To blog or not to blog? Right now, that is the question.
Whether ‘tis nobler as an author to suffer the slings and arrows from that nagging little demon-voice saying: days and weeks and months are going by, you and your book are invisible, you can’t expect a following if you don’t post (not that there are any comments when you do anyway, ha!), and what’s the point since you obviously have no ideas in your empty head!
Or to take arms against that sea of troubles, and by closing my blog, end them. To sleep blog-free -- ‘tis a consummation devoutly to be wished. To sleep... perchance to dream. Aye, there’s the rub. For in that sleep of bloglessness, what dreams may come?

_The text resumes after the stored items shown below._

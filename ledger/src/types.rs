//! Core types for the contract payment ledger.
//!
//! A [`Contract`] owns its ordered set of [`Payment`]s; the advance is
//! conceptually payment zero and lives on the contract itself. Lifecycle
//! state is an explicit enum rather than scattered string checks.

use chrono::{DateTime, NaiveDate, Utc};
use serde::{Deserialize, Serialize};

#[cfg(feature = "typescript")]
use ts_rs::TS;

use crate::approval::ApprovalGate;

/// Unique contract identifier.
pub type ContractId = String;

/// Unique payment identifier.
pub type PaymentId = String;

/// Opaque reference to supporting evidence (file id or URL).
///
/// Evidence lists are append-only from the core's perspective; removal
/// is not a defined operation.
pub type EvidenceRef = String;

/// Lifecycle state of a contract.
///
/// Transitions are monotonic in the forward direction with exactly one
/// backward edge, `Retention` -> `Terminated`, used to correct a mistaken
/// termination confirmation.
#[derive(Debug, Clone, Copy, PartialEq, Eq, Hash, Serialize, Deserialize)]
#[cfg_attr(feature = "typescript", derive(TS))]
#[cfg_attr(feature = "typescript", ts(export))]
#[serde(rename_all = "snake_case")]
pub enum ContractState {
    /// Payments still being collected
    Active,
    /// Remaining balance has reached zero
    Closed,
    /// Termination confirmed; transient on the way in (entry immediately
    /// forwards to `Retention`), a resting state only after a reversal
    Terminated,
    /// Guarantee retention period running
    Retention,
    /// Retained amount collected, contract fully settled
    Released,
}

impl ContractState {
    /// Get string representation, matching the serde encoding.
    pub fn as_str(&self) -> &'static str {
        match self {
            Self::Active => "active",
            Self::Closed => "closed",
            Self::Terminated => "terminated",
            Self::Retention => "retention",
            Self::Released => "released",
        }
    }

    /// Check whether termination has been confirmed (and not reverted).
    pub fn is_terminated(&self) -> bool {
        matches!(self, Self::Terminated | Self::Retention | Self::Released)
    }
}

impl Default for ContractState {
    fn default() -> Self {
        Self::Active
    }
}

impl std::fmt::Display for ContractState {
    fn fmt(&self, f: &mut std::fmt::Formatter<'_>) -> std::fmt::Result {
        f.write_str(self.as_str())
    }
}

/// Category of an estimation payment.
#[derive(Debug, Clone, Copy, PartialEq, Eq, Hash, Serialize, Deserialize)]
#[cfg_attr(feature = "typescript", derive(TS))]
#[cfg_attr(feature = "typescript", ts(export))]
#[serde(rename_all = "snake_case")]
pub enum PaymentCategory {
    /// Ordinary incremental payment against contract progress
    Partial,
    /// Final settlement payment, carries the purchase-order-received flag
    Settlement,
}

/// Review status of a payment.
///
/// Informational only: the ledger folds every payment into its totals
/// regardless of status.
#[derive(Debug, Clone, Copy, PartialEq, Eq, Serialize, Deserialize)]
#[cfg_attr(feature = "typescript", derive(TS))]
#[cfg_attr(feature = "typescript", ts(export))]
#[serde(rename_all = "snake_case")]
pub enum PaymentStatus {
    /// Recorded but not yet reviewed
    Pending,
    /// Reviewed and approved
    Approved,
    /// Funds confirmed received
    Paid,
}

impl Default for PaymentStatus {
    fn default() -> Self {
        Self::Pending
    }
}

/// An estimation payment made against a contract.
///
/// Immutable once created from the ledger's point of view; edits replace
/// the record wholesale through the lifecycle engine.
#[derive(Debug, Clone, PartialEq, Serialize, Deserialize)]
#[cfg_attr(feature = "typescript", derive(TS))]
#[cfg_attr(feature = "typescript", ts(export))]
pub struct Payment {
    /// Unique payment ID
    pub id: PaymentId,
    /// Owning contract (back-reference, not ownership)
    pub contract_id: ContractId,
    /// Human-facing sequence label, e.g. "EST-03"
    pub number: String,
    /// Amount received; must be strictly positive
    pub amount: f64,
    /// Date the payment was made
    pub date: NaiveDate,
    /// Partial or settlement
    pub category: PaymentCategory,
    /// Free-form description
    pub description: String,
    /// Review status
    pub status: PaymentStatus,
    /// Supporting evidence references
    pub evidence: Vec<EvidenceRef>,
    /// Purchase order received; meaningful only for settlement payments
    pub purchase_order_received: bool,
}

impl Payment {
    /// Create a new payment against a contract.
    pub fn new(
        contract_id: impl Into<ContractId>,
        amount: f64,
        date: NaiveDate,
        category: PaymentCategory,
    ) -> Self {
        Self {
            id: uuid::Uuid::new_v4().to_string(),
            contract_id: contract_id.into(),
            number: String::new(),
            amount,
            date,
            category,
            description: String::new(),
            status: PaymentStatus::default(),
            evidence: Vec::new(),
            purchase_order_received: false,
        }
    }

    /// Set the sequence label.
    pub fn with_number(mut self, number: impl Into<String>) -> Self {
        self.number = number.into();
        self
    }

    /// Set the description.
    pub fn with_description(mut self, description: impl Into<String>) -> Self {
        self.description = description.into();
        self
    }

    /// Attach an evidence reference.
    pub fn with_evidence(mut self, evidence: impl Into<EvidenceRef>) -> Self {
        self.evidence.push(evidence.into());
        self
    }

    /// Mark the settlement purchase order as received.
    pub fn with_purchase_order_received(mut self, received: bool) -> Self {
        self.purchase_order_received = received;
        self
    }
}

/// A construction contract and its owned payment history.
#[derive(Debug, Clone, PartialEq, Serialize, Deserialize)]
#[cfg_attr(feature = "typescript", derive(TS))]
#[cfg_attr(feature = "typescript", ts(export))]
pub struct Contract {
    /// Unique contract ID
    pub id: ContractId,
    /// Project name
    pub name: String,
    /// Client name
    pub client: String,
    /// Contract value before tax
    pub base_amount: f64,
    /// Contract value including tax; `base_amount * (1 + tax rate)`.
    /// The tax amount itself is always derived, never stored.
    pub total_amount: f64,
    /// Initial advance, payment zero of the ledger
    pub advance_amount: f64,
    /// Date the advance was paid
    pub advance_date: Option<NaiveDate>,
    /// Evidence for the advance
    pub advance_evidence: Vec<EvidenceRef>,
    /// Contract start date
    pub start_date: NaiveDate,
    /// Estimated completion date
    pub estimated_end_date: NaiveDate,
    /// Stamped on termination confirmation with the user-supplied date,
    /// cleared again on reversal
    pub actual_termination_date: Option<NaiveDate>,
    /// Current lifecycle state
    pub state: ContractState,
    /// User switch arming the termination workflow
    pub termination_flow_active: bool,
    /// Set once the retained guarantee amount has been collected
    pub retention_collected: bool,
    /// Construction-side and budget-control-side approval signals
    pub approvals: ApprovalGate,
    /// Owned payments; display order is payment date, tie-broken by id
    pub payments: Vec<Payment>,
    /// When the contract record was created
    pub created_at: DateTime<Utc>,
}

impl Contract {
    /// Create a new contract in state `Active` with no payments.
    ///
    /// `total_amount` is the tax-inclusive value; the lifecycle engine
    /// derives it from the base amount at the configured tax rate.
    pub fn new(
        name: impl Into<String>,
        client: impl Into<String>,
        base_amount: f64,
        total_amount: f64,
        start_date: NaiveDate,
        estimated_end_date: NaiveDate,
    ) -> Self {
        Self {
            id: uuid::Uuid::new_v4().to_string(),
            name: name.into(),
            client: client.into(),
            base_amount,
            total_amount,
            advance_amount: 0.0,
            advance_date: None,
            advance_evidence: Vec::new(),
            start_date,
            estimated_end_date,
            actual_termination_date: None,
            state: ContractState::Active,
            termination_flow_active: false,
            retention_collected: false,
            approvals: ApprovalGate::new(),
            payments: Vec::new(),
            created_at: Utc::now(),
        }
    }

    /// Set the advance payment.
    pub fn with_advance(mut self, amount: f64, date: NaiveDate) -> Self {
        self.advance_amount = amount;
        self.advance_date = Some(date);
        self
    }

    /// Derived tax amount at the contract's rate.
    pub fn tax_amount(&self) -> f64 {
        self.total_amount - self.base_amount
    }
}

/// Error types for ledger and lifecycle operations.
///
/// All of these are business-rule rejections recovered at the operation
/// boundary; none are fatal and none warrant retries.
#[derive(Debug, thiserror::Error)]
pub enum LedgerError {
    /// Payment amount must be strictly positive
    #[error("invalid payment amount {amount}: must be greater than zero")]
    InvalidAmount { amount: f64 },

    /// Termination attempted below the payment-completeness threshold
    #[error("termination not eligible: received ratio {ratio:.4} is below threshold {threshold:.2}")]
    NotEligible { ratio: f64, threshold: f64 },

    /// Termination confirmed without a complete checklist
    #[error(
        "termination checklist incomplete: purchase order received={purchase_order_received}, \
         letter signed={letter_signed}, termination date set={has_termination_date}"
    )]
    IncompleteChecklist {
        purchase_order_received: bool,
        letter_signed: bool,
        has_termination_date: bool,
    },

    /// Attempted a transition the state machine does not allow
    #[error("invalid state transition from {from} to {to}")]
    InvalidStateTransition { from: ContractState, to: ContractState },

    /// Referenced payment does not exist on the contract
    #[error("payment {id} not found on contract {contract_id}")]
    PaymentNotFound { id: PaymentId, contract_id: ContractId },
}

pub type Result<T> = std::result::Result<T, LedgerError>;

#[cfg(test)]
mod tests {
    use super::*;

    fn date(y: i32, m: u32, d: u32) -> NaiveDate {
        NaiveDate::from_ymd_opt(y, m, d).unwrap()
    }

    #[test]
    fn test_new_contract_is_active() {
        let contract = Contract::new(
            "Torre Norte",
            "Constructora del Valle",
            100_000.0,
            116_000.0,
            date(2023, 1, 10),
            date(2023, 12, 20),
        );
        assert_eq!(contract.state, ContractState::Active);
        assert!(contract.payments.is_empty());
        assert!(contract.actual_termination_date.is_none());
        assert!(!contract.retention_collected);
    }

    #[test]
    fn test_tax_amount_is_derived() {
        let contract = Contract::new(
            "Bodega",
            "Cliente",
            100_000.0,
            116_000.0,
            date(2023, 1, 1),
            date(2023, 6, 1),
        );
        assert!((contract.tax_amount() - 16_000.0).abs() < 1e-9);
    }

    #[test]
    fn test_state_is_terminated() {
        assert!(!ContractState::Active.is_terminated());
        assert!(!ContractState::Closed.is_terminated());
        assert!(ContractState::Terminated.is_terminated());
        assert!(ContractState::Retention.is_terminated());
        assert!(ContractState::Released.is_terminated());
    }

    #[test]
    fn test_state_serde_encoding() {
        let json = serde_json::to_string(&ContractState::Retention).unwrap();
        assert_eq!(json, "\"retention\"");
        assert_eq!(ContractState::Retention.as_str(), "retention");
    }

    #[test]
    fn test_payment_builder() {
        let payment = Payment::new("c-1", 5_000.0, date(2023, 3, 1), PaymentCategory::Settlement)
            .with_number("EST-01")
            .with_description("liquidación final")
            .with_evidence("files/oc-final.pdf")
            .with_purchase_order_received(true);
        assert_eq!(payment.number, "EST-01");
        assert_eq!(payment.status, PaymentStatus::Pending);
        assert!(payment.purchase_order_received);
        assert_eq!(payment.evidence.len(), 1);
    }
}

Suddenly ideas would arise that cry out to be shared but have no place to live. Joy-visions or nightmares or something in between, they need an audience. Suddenly a void would yawn open where once there were words, where once there was an author and a book. Not even a grave would be left. The horror!
So there it is... the dread of something after blog-deletion, the undiscovered country from whose bourn no traveller returns, puzzles the will, and makes me rather bear those ills I have than fly to others that I know not of. And thus the native hue of resolution is sicklied o'er with the pale cast of thought....
Certain internet marketing gurus would say that absolutely, blogging equals being. You don’t blog, you don’t exist. To be or not to be is really the question.
But that’s bull. My blog is definitely part of my attempt to let the world know about my book, The Principle of Ultimate Indivisibility, and maybe future books -- but it is more than that. It has a personal soul-value. It’s both a mirror and a record of my inner life. It allows me to test my own ideas, to hone sentences, to make cogent points. It’s a bulletin board where I can tack up my latest thoughts for myself to look at, if no one else. And if someone does read and comment, that’s gravy.
It feels good to offer a connection to others, and to occasionally get a very nice response. Sharing ourselves is the essence of community. My blog is a step toward you with a hand out in welcome. I enjoy your response, but I don’t depend on it.
There’s no reason for me to feel pressure about blogging. I’ll post a blog entry whenever there’s that wonderful conjunction of the arising of an idea with the time to explore it in writing. It will be “occasional.” There may be gaps, but there will not be a gap forever. And that’s okay.
It will be what it will be, and whatever it will be will be good.
Fine. I’ve decided to keep my blog. Happy New Year!